_Recorded data_.
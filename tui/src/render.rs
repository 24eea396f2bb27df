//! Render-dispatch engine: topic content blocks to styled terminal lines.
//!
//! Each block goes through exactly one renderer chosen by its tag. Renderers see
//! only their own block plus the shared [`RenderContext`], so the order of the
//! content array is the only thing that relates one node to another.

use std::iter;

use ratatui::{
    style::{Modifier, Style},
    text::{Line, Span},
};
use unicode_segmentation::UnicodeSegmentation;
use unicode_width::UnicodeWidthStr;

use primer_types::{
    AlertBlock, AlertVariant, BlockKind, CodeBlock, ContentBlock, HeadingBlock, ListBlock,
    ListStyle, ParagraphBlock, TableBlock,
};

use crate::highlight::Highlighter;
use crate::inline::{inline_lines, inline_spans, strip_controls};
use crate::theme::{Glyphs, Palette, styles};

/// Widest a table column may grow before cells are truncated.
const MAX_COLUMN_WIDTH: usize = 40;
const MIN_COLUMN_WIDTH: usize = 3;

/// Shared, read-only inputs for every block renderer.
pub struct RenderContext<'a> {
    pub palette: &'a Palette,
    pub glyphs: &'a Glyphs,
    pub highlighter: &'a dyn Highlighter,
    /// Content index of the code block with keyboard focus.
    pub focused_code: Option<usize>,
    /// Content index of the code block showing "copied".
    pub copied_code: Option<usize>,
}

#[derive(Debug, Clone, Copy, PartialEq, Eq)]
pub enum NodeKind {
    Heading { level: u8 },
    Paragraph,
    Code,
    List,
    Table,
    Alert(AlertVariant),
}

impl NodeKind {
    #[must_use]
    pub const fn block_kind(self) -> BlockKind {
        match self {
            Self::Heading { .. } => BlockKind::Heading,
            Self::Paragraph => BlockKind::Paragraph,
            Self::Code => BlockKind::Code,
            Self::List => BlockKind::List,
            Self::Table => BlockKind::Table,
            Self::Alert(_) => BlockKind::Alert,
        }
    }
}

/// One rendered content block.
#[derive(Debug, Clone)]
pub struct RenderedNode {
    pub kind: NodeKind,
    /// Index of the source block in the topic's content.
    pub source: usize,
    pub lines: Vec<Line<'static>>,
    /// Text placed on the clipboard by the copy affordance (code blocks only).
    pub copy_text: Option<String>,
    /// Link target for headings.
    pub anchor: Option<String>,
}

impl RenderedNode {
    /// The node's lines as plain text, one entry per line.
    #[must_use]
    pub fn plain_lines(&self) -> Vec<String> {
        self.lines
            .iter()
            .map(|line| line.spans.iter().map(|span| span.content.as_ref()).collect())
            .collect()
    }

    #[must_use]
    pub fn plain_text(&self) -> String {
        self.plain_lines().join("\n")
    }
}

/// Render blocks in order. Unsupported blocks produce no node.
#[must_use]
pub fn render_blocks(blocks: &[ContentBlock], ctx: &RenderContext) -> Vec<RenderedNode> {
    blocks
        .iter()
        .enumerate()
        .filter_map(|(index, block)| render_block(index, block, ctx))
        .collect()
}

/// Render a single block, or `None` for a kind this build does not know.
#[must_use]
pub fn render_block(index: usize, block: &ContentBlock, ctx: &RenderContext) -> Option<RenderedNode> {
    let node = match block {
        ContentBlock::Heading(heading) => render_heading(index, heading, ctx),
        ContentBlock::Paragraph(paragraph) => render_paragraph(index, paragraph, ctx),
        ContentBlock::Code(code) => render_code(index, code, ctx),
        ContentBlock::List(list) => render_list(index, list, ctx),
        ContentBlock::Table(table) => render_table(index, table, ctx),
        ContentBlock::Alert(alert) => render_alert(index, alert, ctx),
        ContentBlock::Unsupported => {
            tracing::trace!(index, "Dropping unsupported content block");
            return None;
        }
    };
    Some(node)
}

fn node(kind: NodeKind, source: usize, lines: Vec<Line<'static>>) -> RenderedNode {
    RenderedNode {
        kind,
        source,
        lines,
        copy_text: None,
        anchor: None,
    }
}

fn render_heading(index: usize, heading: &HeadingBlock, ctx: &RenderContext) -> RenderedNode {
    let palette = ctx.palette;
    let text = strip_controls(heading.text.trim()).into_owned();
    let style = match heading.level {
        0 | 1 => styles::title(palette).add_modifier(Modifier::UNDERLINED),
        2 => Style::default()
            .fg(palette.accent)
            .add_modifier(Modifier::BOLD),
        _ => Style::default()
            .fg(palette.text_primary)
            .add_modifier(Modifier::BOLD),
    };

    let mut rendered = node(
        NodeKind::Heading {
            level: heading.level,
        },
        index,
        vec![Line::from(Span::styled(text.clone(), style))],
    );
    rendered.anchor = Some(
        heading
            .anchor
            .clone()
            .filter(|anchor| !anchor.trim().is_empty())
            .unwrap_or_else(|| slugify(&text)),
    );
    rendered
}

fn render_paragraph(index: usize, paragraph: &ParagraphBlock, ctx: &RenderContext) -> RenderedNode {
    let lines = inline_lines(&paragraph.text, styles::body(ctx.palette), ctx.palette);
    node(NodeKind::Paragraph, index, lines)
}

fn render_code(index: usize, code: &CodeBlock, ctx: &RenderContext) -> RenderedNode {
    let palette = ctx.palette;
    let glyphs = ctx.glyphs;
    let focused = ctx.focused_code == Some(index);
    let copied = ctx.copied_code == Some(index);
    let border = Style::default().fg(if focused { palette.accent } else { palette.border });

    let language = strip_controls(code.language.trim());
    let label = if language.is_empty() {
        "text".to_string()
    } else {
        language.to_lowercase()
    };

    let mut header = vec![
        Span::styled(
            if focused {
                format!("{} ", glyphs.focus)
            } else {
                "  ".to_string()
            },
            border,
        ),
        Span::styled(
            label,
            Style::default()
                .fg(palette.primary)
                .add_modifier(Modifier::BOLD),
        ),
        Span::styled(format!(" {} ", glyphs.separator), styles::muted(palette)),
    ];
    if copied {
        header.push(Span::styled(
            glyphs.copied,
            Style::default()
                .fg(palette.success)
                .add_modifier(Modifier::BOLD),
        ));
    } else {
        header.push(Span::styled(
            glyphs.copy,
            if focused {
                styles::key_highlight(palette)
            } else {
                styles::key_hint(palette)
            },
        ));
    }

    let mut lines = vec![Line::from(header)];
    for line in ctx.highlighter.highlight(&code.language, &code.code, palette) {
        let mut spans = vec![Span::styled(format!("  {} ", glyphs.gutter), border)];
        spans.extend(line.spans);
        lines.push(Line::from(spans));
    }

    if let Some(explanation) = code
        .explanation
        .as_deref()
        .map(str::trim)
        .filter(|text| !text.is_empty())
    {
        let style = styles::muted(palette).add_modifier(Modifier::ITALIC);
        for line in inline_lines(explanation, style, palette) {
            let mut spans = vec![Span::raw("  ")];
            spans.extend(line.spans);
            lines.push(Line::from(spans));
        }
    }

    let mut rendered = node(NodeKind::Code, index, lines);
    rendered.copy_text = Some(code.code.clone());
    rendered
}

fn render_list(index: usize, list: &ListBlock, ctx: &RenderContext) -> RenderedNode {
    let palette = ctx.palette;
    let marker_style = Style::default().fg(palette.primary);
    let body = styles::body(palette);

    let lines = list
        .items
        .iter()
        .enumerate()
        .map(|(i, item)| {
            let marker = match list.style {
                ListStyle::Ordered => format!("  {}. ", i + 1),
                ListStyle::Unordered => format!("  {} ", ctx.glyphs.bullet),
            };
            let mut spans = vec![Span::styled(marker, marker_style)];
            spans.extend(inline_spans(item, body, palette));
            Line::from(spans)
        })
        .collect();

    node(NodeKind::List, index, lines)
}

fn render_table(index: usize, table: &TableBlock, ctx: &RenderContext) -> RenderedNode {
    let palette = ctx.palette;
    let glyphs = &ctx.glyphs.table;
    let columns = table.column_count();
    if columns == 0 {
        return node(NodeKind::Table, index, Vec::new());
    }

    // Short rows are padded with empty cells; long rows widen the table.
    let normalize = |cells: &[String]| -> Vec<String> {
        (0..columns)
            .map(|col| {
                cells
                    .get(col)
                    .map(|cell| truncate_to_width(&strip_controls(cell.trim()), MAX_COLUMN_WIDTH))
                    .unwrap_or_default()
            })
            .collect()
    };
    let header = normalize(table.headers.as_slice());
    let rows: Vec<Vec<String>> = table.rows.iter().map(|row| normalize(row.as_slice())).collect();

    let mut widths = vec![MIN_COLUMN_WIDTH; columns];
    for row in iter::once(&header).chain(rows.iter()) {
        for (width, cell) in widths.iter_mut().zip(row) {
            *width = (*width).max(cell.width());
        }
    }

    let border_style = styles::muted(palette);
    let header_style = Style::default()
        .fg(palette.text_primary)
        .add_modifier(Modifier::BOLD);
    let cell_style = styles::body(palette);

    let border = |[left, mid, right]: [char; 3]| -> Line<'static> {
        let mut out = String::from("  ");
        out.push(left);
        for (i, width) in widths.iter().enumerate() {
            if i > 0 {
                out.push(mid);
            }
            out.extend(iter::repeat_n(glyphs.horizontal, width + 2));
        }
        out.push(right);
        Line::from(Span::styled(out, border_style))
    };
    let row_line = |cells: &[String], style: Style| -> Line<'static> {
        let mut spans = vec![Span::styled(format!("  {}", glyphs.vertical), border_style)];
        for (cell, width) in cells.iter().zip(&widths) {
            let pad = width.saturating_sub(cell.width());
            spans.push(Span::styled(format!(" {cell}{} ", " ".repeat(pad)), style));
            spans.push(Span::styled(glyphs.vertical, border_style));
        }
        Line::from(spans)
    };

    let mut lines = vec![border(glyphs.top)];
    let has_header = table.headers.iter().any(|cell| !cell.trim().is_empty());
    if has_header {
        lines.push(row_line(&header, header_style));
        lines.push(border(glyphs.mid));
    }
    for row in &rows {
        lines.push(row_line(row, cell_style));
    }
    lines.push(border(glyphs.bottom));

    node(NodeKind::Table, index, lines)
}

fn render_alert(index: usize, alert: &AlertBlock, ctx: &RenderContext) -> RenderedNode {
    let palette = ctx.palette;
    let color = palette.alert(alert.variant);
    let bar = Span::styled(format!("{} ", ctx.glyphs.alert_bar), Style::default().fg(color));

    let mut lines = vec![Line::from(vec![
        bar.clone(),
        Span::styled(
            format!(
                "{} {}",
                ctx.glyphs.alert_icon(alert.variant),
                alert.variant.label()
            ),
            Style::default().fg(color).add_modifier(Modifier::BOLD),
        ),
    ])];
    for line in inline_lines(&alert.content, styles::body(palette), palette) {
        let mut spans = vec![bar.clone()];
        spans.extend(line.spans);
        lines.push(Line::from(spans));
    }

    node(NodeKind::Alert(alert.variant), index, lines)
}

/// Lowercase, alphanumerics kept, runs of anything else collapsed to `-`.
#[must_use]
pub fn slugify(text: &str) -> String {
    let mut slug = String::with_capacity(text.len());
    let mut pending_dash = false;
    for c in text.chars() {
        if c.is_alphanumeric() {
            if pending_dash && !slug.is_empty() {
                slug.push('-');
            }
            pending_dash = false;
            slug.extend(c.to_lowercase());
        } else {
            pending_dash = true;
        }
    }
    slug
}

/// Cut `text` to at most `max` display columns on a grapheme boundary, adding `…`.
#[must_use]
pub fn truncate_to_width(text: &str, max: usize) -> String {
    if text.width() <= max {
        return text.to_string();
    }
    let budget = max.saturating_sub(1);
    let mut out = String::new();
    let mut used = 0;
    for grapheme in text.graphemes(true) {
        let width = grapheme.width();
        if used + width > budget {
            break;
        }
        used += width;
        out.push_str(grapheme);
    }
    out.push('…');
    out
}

_What is being asked_. Reproduce only the lines running from the one with "alert.variant.label()" through the final line of the listing above, both ends included.

_Result below_.
                alert.variant.label()
            ),
            Style::default().fg(color).add_modifier(Modifier::BOLD),
        ),
    ])];
    for line in inline_lines(&alert.content, styles::body(palette), palette) {
        let mut spans = vec![bar.clone()];
        spans.extend(line.spans);
        lines.push(Line::from(spans));
    }

    node(NodeKind::Alert(alert.variant), index, lines)
}

/// Lowercase, alphanumerics kept, runs of anything else collapsed to `-`.
#[must_use]
pub fn slugify(text: &str) -> String {
    let mut slug = String::with_capacity(text.len());
    let mut pending_dash = false;
    for c in text.chars() {
        if c.is_alphanumeric() {
            if pending_dash && !slug.is_empty() {
                slug.push('-');
            }
            pending_dash = false;
            slug.extend(c.to_lowercase());
        } else {
            pending_dash = true;
        }
    }
    slug
}

/// Cut `text` to at most `max` display columns on a grapheme boundary, adding `…`.
#[must_use]
pub fn truncate_to_width(text: &str, max: usize) -> String {
    if text.width() <= max {
        return text.to_string();
    }
    let budget = max.saturating_sub(1);
    let mut out = String::new();
    let mut used = 0;
    for grapheme in text.graphemes(true) {
        let width = grapheme.width();
        if used + width > budget {
            break;
        }
        used += width;
        out.push_str(grapheme);
    }
    out.push('…');
    out
}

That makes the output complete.